Two important trends in the constitution of the labor force over the past several decades have contributed to rising DI enrollment and costs: the aging of the workforce and the increased participation of women in the labor force. The former trend reflects the inherent susceptibility of an older population to disability, and to the extent that disability determinations hinge on the ability to adapt to other work, older workers are more likely to qualify for disability. The latter trend merely reflects the increased participation by women in the workforce. Greater overall participation and duration in the workforce by women has increased the total DI-insured population above what would have otherwise occurred absent increased female participation in the labor force.
Increased generosity of benefits has also increased program rolls and costs by increasing the incentive for individuals to apply for benefits who otherwise would not have applied or by granting benefits to individuals who otherwise would not have received them. Increased generosity reflects both specific policy changes as well as the relative value of DI benefits over time. In 1984, Congress passed the Disability Benefits Reform Act, which loosened standards for disability eligibility. These changes included allowing individuals to qualify for disability due to several conditions that may not have been singly qualified. Additional considerations of pain and mental illness were also allowed to be considered for a disability determination. These changes significantly increased the DI rolls, particularly among those with mental or musculoskeletal conditions, who tend to be younger than the average DI beneficiary. Accordingly, these individuals tend to receive benefits over a longer period of time than the typical beneficiary.

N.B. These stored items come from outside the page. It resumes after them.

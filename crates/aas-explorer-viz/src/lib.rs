//! Visualization boundary of the AAS explorer.
//!
//! The external 3d engine owns the actual scene graph and camera; the
//! explorer consumes it only through the [`VisualizationEngine`] trait.
//! [`Visualizer`] keeps the registry of which tree node currently has a model
//! instantiated, guaranteeing at most one live engine instance per node.

mod registry;

use async_trait::async_trait;
use thiserror::Error;

use aas_explorer_types::Transform;

pub use registry::Visualizer;

/// Identifier of one instantiated model inside the external engine.
///
/// Engine instance ids may be reused across sessions; the registry therefore
/// never keys anything by them.
#[derive(Debug, Clone, Copy, PartialEq, Eq, Hash)]
pub struct InstanceId(pub u32);

/// Rejection of an engine command. Never propagated past the registry or the
/// session reset action; always swallowed with a logged error.
#[derive(Debug, Error)]
#[error("engine rejected {command}: {message}")]
pub struct EngineError {
    pub command: &'static str,
    pub message: String,
}

/// Narrow command surface of the external 3d visualization engine.
///
/// All commands are asynchronous and may reject.
#[async_trait]
pub trait VisualizationEngine: Send + Sync {
    /// Instantiates geometry from a model URI and returns the instance id.
    async fn instantiate(&self, model_uri: &str) -> Result<InstanceId, EngineError>;

    /// Applies `transform` as the instance's local placement.
    async fn set_local_transform(
        &self,
        instance: InstanceId,
        transform: Transform,
    ) -> Result<(), EngineError>;

    /// Applies an appearance key (a hex color without the leading `#`).
    async fn set_appearance(&self, instance: InstanceId, appearance: &str)
        -> Result<(), EngineError>;

    /// Removes one instance from the scene.
    async fn remove(&self, instance: InstanceId) -> Result<(), EngineError>;

    /// Clears the whole scene.
    async fn clear(&self) -> Result<(), EngineError>;

    /// Sets the engine-global ghosted flag.
    async fn set_ghosted(&self, enabled: bool) -> Result<(), EngineError>;
}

The relative value of DI benefits has also increased over time for lower-wage recipients due to higher income replacement rates for low-wage workers. Because the bend points are scaled up in each year by average wage growth, low-skilled individuals that are experiencing slower than average wage growth over time are replacing an ever-greater fraction of their earnings at the 90 rate described in the formula above. Owing to this and other factors, there have been substantial increases in replacement rates over time. For example among males between the ages of 50 and 61, replacement rates for tenth percentile workers increased from 55.2 percent to 64.0 percent while for the 25th percentile worker the increase was similar from 46.4 percent to 55.3 percent.

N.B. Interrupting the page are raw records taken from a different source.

//! Registry mapping tree path ids to live engine instances.

use std::collections::HashMap;
use std::sync::Arc;

use tracing::error;

use aas_explorer_types::Transform;

use crate::{InstanceId, VisualizationEngine};

/// Tracks which tree node currently has a model shown in the engine.
///
/// Entries are keyed by tree path id, never by engine instance id, so the
/// mapping survives instance-id reuse across sessions. Without an attached
/// engine every show/hide request is a no-op.
#[derive(Default)]
pub struct Visualizer {
    engine: Option<Arc<dyn VisualizationEngine>>,
    entries: HashMap<String, InstanceId>,
}

impl Visualizer {
    pub fn new() -> Self {
        Self::default()
    }

    /// Registers the engine once its context is ready.
    pub fn attach_engine(&mut self, engine: Arc<dyn VisualizationEngine>) {
        self.engine = Some(engine);
    }

    pub fn engine(&self) -> Option<&Arc<dyn VisualizationEngine>> {
        self.engine.as_ref()
    }

    pub fn is_shown(&self, path_id: &str) -> bool {
        self.entries.contains_key(path_id)
    }

    pub fn len(&self) -> usize {
        self.entries.len()
    }

    pub fn is_empty(&self) -> bool {
        self.entries.is_empty()
    }

    /// Shows the model behind `path_id`.
    ///
    /// Idempotent: a no-op if the node already has a live instance or no
    /// engine is attached. `owner_color` is applied as the appearance key
    /// with the leading `#` stripped. Placement and appearance rejections
    /// after a successful instantiation are logged and the entry is kept;
    /// the instance exists in the scene either way.
    pub async fn show(
        &mut self,
        path_id: &str,
        model_uri: &str,
        transform: Transform,
        owner_color: &str,
    ) {
        let Some(engine) = self.engine.clone() else {
            return;
        };
        if self.entries.contains_key(path_id) {
            return;
        }

        let instance = match engine.instantiate(model_uri).await {
            Ok(instance) => instance,
            Err(err) => {
                error!(path_id, %err, "model instantiation rejected");
                return;
            }
        };
        if let Err(err) = engine.set_local_transform(instance, transform).await {
            error!(path_id, %err, "instance placement rejected");
        }
        let appearance = owner_color.trim_start_matches('#');
        if let Err(err) = engine.set_appearance(instance, appearance).await {
            error!(path_id, %err, "instance appearance rejected");
        }

        self.entries.insert(path_id.to_string(), instance);
    }

    /// Hides the model behind `path_id`.
    ///
    /// A no-op if the node has no live instance or no engine is attached.
    /// The entry is dropped even when the engine rejects the removal.
    pub async fn hide(&mut self, path_id: &str) {
        let Some(engine) = self.engine.clone() else {
            return;
        };
        let Some(&instance) = self.entries.get(path_id) else {
            return;
        };
        if let Err(err) = engine.remove(instance).await {
            error!(path_id, %err, "instance removal rejected");
        }
        self.entries.remove(path_id);
    }

    /// Drops all entries without notifying the engine. Used when the whole
    /// view is being reset externally and the scene is cleared by the caller.
    pub fn clear(&mut self) {
        self.entries.clear();
    }
}

#[cfg(test)]
mod tests {
    use super::*;
    use crate::EngineError;
    use async_trait::async_trait;
    use std::sync::atomic::{AtomicU32, Ordering};
    use std::sync::Mutex;

    #[derive(Default)]
    struct RecordingEngine {
        commands: Mutex<Vec<String>>,
        next_instance: AtomicU32,
        reject_instantiate: bool,
        reject_placement: bool,
    }

    impl RecordingEngine {
        fn commands(&self) -> Vec<String> {
            self.commands.lock().unwrap().clone()
        }

        fn push(&self, command: String) {
            self.commands.lock().unwrap().push(command);
        }
    }

    #[async_trait]
    impl VisualizationEngine for RecordingEngine {
        async fn instantiate(&self, model_uri: &str) -> Result<InstanceId, EngineError> {
            if self.reject_instantiate {
                return Err(EngineError {
                    command: "instantiate",
                    message: "context lost".to_string(),
                });
            }
            self.push(format!("instantiate {model_uri}"));
            Ok(InstanceId(self.next_instance.fetch_add(1, Ordering::Relaxed)))
        }

        async fn set_local_transform(
            &self,
            instance: InstanceId,
            _transform: Transform,
        ) -> Result<(), EngineError> {
            if self.reject_placement {
                return Err(EngineError {
                    command: "set_local_transform",
                    message: "bad matrix".to_string(),
                });
            }
            self.push(format!("transform {}", instance.0));
            Ok(())
        }

        async fn set_appearance(
            &self,
            instance: InstanceId,
            appearance: &str,
        ) -> Result<(), EngineError> {
            self.push(format!("appearance {} {appearance}", instance.0));
            Ok(())
        }

        async fn remove(&self, instance: InstanceId) -> Result<(), EngineError> {
            self.push(format!("remove {}", instance.0));
            Ok(())
        }

        async fn clear(&self) -> Result<(), EngineError> {
            self.push("clear".to_string());
            Ok(())
        }

        async fn set_ghosted(&self, enabled: bool) -> Result<(), EngineError> {
            self.push(format!("ghosted {enabled}"));
            Ok(())
        }
    }

    fn visualizer_with(engine: Arc<RecordingEngine>) -> Visualizer {
        let mut visualizer = Visualizer::new();
        visualizer.attach_engine(engine);
        visualizer
    }

    #[tokio::test]
    async fn test_show_is_idempotent_per_path_id() {
        let engine = Arc::new(RecordingEngine::default());
        let mut visualizer = visualizer_with(engine.clone());

        visualizer
            .show("p/", "models/x.glb", Transform::IDENTITY, "#ff0000")
            .await;
        visualizer
            .show("p/", "models/x.glb", Transform::IDENTITY, "#ff0000")
            .await;

        assert_eq!(visualizer.len(), 1);
        let instantiations = engine
            .commands()
            .iter()
            .filter(|command| command.starts_with("instantiate"))
            .count();
        assert_eq!(instantiations, 1);
    }

    #[tokio::test]
    async fn test_show_strips_leading_hash_from_color() {
        let engine = Arc::new(RecordingEngine::default());
        let mut visualizer = visualizer_with(engine.clone());

        visualizer
            .show("p/", "models/x.glb", Transform::IDENTITY, "#b8af4a")
            .await;

        assert!(engine
            .commands()
            .contains(&"appearance 0 b8af4a".to_string()));
    }

    #[tokio::test]
    async fn test_show_without_engine_is_noop() {
        let mut visualizer = Visualizer::new();
        visualizer
            .show("p/", "models/x.glb", Transform::IDENTITY, "#ff0000")
            .await;
        assert!(visualizer.is_empty());
    }

    #[tokio::test]
    async fn test_rejected_instantiation_records_no_entry() {
        let engine = Arc::new(RecordingEngine {
            reject_instantiate: true,
            ..RecordingEngine::default()
        });
        let mut visualizer = visualizer_with(engine);
        visualizer
            .show("p/", "models/x.glb", Transform::IDENTITY, "#ff0000")
            .await;
        assert!(visualizer.is_empty());
    }

    #[tokio::test]
    async fn test_rejected_placement_keeps_entry() {
        let engine = Arc::new(RecordingEngine {
            reject_placement: true,
            ..RecordingEngine::default()
        });
        let mut visualizer = visualizer_with(engine);
        visualizer
            .show("p/", "models/x.glb", Transform::IDENTITY, "#ff0000")
            .await;
        assert!(visualizer.is_shown("p/"));
    }

    #[tokio::test]
    async fn test_hide_removes_instance_and_entry() {
        let engine = Arc::new(RecordingEngine::default());
        let mut visualizer = visualizer_with(engine.clone());

        visualizer
            .show("p/", "models/x.glb", Transform::IDENTITY, "#ff0000")
            .await;
        visualizer.hide("p/").await;

        assert!(visualizer.is_empty());
        assert!(engine.commands().contains(&"remove 0".to_string()));
    }

    #[tokio::test]
    async fn test_hide_unknown_path_is_noop() {
        let engine = Arc::new(RecordingEngine::default());
        let mut visualizer = visualizer_with(engine.clone());
        visualizer.hide("missing/").await;
        assert!(engine.commands().is_empty());
    }

    #[tokio::test]
    async fn test_clear_drops_entries_without_engine_calls() {
        let engine = Arc::new(RecordingEngine::default());
        let mut visualizer = visualizer_with(engine.clone());

        visualizer
            .show("p/", "models/x.glb", Transform::IDENTITY, "#ff0000")
            .await;
        let commands_before = engine.commands().len();
        visualizer.clear();

        assert!(visualizer.is_empty());
        assert_eq!(engine.commands().len(), commands_before);
    }
}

Lastly, labor market conditions have also increased DI rolls. In a growing economy, employment opportunities are more plentiful and attractive to an individual who might otherwise qualify for DI. Conversely, when employment opportunities are diminished, the disabled population may be particularly limited in their ability to find work. According to CBO, applications for DI reached an all-time high of over 2.9 million in 2010.

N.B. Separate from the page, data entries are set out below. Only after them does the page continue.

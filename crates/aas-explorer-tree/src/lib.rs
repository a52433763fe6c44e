//! Lazy tree-expansion engine over linked AAS records.
//!
//! Nodes live in a flat arena addressed by [`NodeId`]; parent/child
//! relationships are index references, so the tree needs no cyclic object
//! graph. Child loading is a small per-node state machine
//! (`UNEXPANDED → LOADING → LOADED | ERROR`) driven by discrete completion
//! events, independent of any particular concurrency primitive.
//!
//! Expansion discovers and types children according to the parent record's
//! kind, propagating placement transforms and ownership down the hierarchy,
//! and fetching referenced shells and models through the loader on demand.

mod node;
mod tree;

pub use node::{ExpansionState, NodeId, TreeNode};
pub use tree::{ExpandError, Tree};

In summary, several concurrent factors have contributed to an overall increase in the number of beneficiaries as well as, in some cases, the duration of benefit payments. Some work has been done to ascribe the contribution of each of these factors to growth in the DI rolls over time. While inexact, these estimates do illuminate the trends in DI beneficiary growth.
Table 4: Determinant of DI Growth
Note the totals do exceed 100 percent, which the authors ascribe to the possibility of some overlap of factors, as well as some countervailing forces that are not captured in the table, such as the relative improvement in morbidity among the non-elderly.
Past Financing Efforts
The Social Security system as a whole has faced financing shortfalls several times in the past. In lieu of a net payroll tax increase, which appears unlikely in the next two years, Congress could pursue avenues of financing the DI trust fund that it has employed in the past. To address past financing shortfalls, either in the DI or OASI trust funds, Congress has relied upon to mechanisms – interfund borrowing and tax reallocation. 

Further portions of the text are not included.